As it stands, the Cup is in “stand in a cold shower and rip up large amounts of currency,” mode. The sponsors (except Oracle) have to be in hibernation. While the litigation is not really that expensive (discovery is the real expense in litigation), the fact is that there are other expenses and little if anything is coming in. There is no benefit to simply possessing the Cup. While everyone marvels at NYYC’s 132 year hold on the Cup, since it lost in 1983, the issue is how many times you have won, not how long you have held it. SNG cannot win again if it does not sail. It cannot sail if it draws out the litigation. It might gain a little preparation time, but that cannot be a major factor. It cannot line up sponsors or TV without a final date. It is not going to put financial pressure on GGYC by delaying further. Of course, GGYC cannot win either if it does not sail and the object of the game is to get to a Match.
There is a strong possibility that one side or the other perceives its case to be strong enough and the outcome certain enough that it is willing to roll the dice on June 5, 2008. If neither makes that hard and fast decision, this is the time to settle the case – which is exactly what Justice Cahn had in mind. For better or worse, the Cup has become a business. The fact that no one is actually making a profit does not mean it is not. It just means that everyone has to sharpen their pencils. It also means that there has to be certainty and an end to this litigation, which is not a bet the business litigation, but, rather, a burn down the business litigation. Pouring more gasoline on is not going to help matters.
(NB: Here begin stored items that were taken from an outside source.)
//! Ripple Core
//!
//! A reactive observation engine. It lets code subscribe to changes of
//! object properties, array lengths and indices, map and set sizes, and the
//! results of arbitrary computations, with dependencies discovered
//! automatically while the computation runs.
//!
//! # Architecture
//!
//! The crate is organized into several modules:
//!
//! - `value`: the observable data model (objects, arrays, maps, sets)
//! - `proxy`: tracking handles that report reads to the current watcher
//! - `reactive`: subscriber records, the watcher stack and the task queues
//! - `observer`: per-property and per-collection observers and the locator
//!   that picks between them
//! - `watcher`: computed and expression watchers that re-run on change
//! - `expression`: evaluation of pre-parsed expressions against a scope
//! - `config`: runtime settings loaded from JSON
//!
//! # Example
//!
//! ```rust,ignore
//! use ripple_core::prelude::*;
//!
//! let locator = ObserverLocator::default();
//! let todo = ObjectRef::from_entries([("title", "write docs"), ("done", false)]);
//!
//! let watcher = ComputedWatcher::new(
//!     todo.clone(),
//!     &locator,
//!     |t, _| t.get_member("done"),
//!     |done, _, _| println!("done: {done}"),
//!     FlushMode::Sync,
//! );
//! watcher.bind();
//!
//! todo.set("done", true)?;
//! // prints "done: true"
//! ```

pub mod config;
pub mod error;
pub mod expression;
pub mod observer;
pub mod proxy;
pub mod reactive;
pub mod value;
pub mod watcher;

pub use config::{DirtyCheckSettings, FlushMode, ObservationConfig};
pub use error::{ConfigError, ObservationError};

/// Everything needed for everyday use.
pub mod prelude {
    pub use crate::config::{FlushMode, ObservationConfig};
    pub use crate::expression::{BinaryOp, Expression, Scope, UnaryOp};
    pub use crate::observer::{Observable, ObserverLocator, PropertyObserver};
    pub use crate::proxy::{get_proxy_or_self, get_raw_or_self, Proxied};
    pub use crate::reactive::{Runtime, Watcher};
    pub use crate::value::{Accessor, ArrayRef, MapRef, ObjectRef, SetRef, Value};
    pub use crate::watcher::{ComputedWatcher, ExpressionWatcher};
}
Can these parties settle this case on their own? Not a chance. There is simply too much bad blood. As I said way back near the beginning, this is like a really bad matrimonial case. Forget about the kids (in this case, the sailing world forlornly watching this spectacle from the sidelines). The parties have to get on with their lives and go back to sailing and making the Cup a success and the sponsors happy. The only way that it is going to get settled is through mediation. The parties have to be separated and a creative way to make both sides winners found. It is not going to be easy.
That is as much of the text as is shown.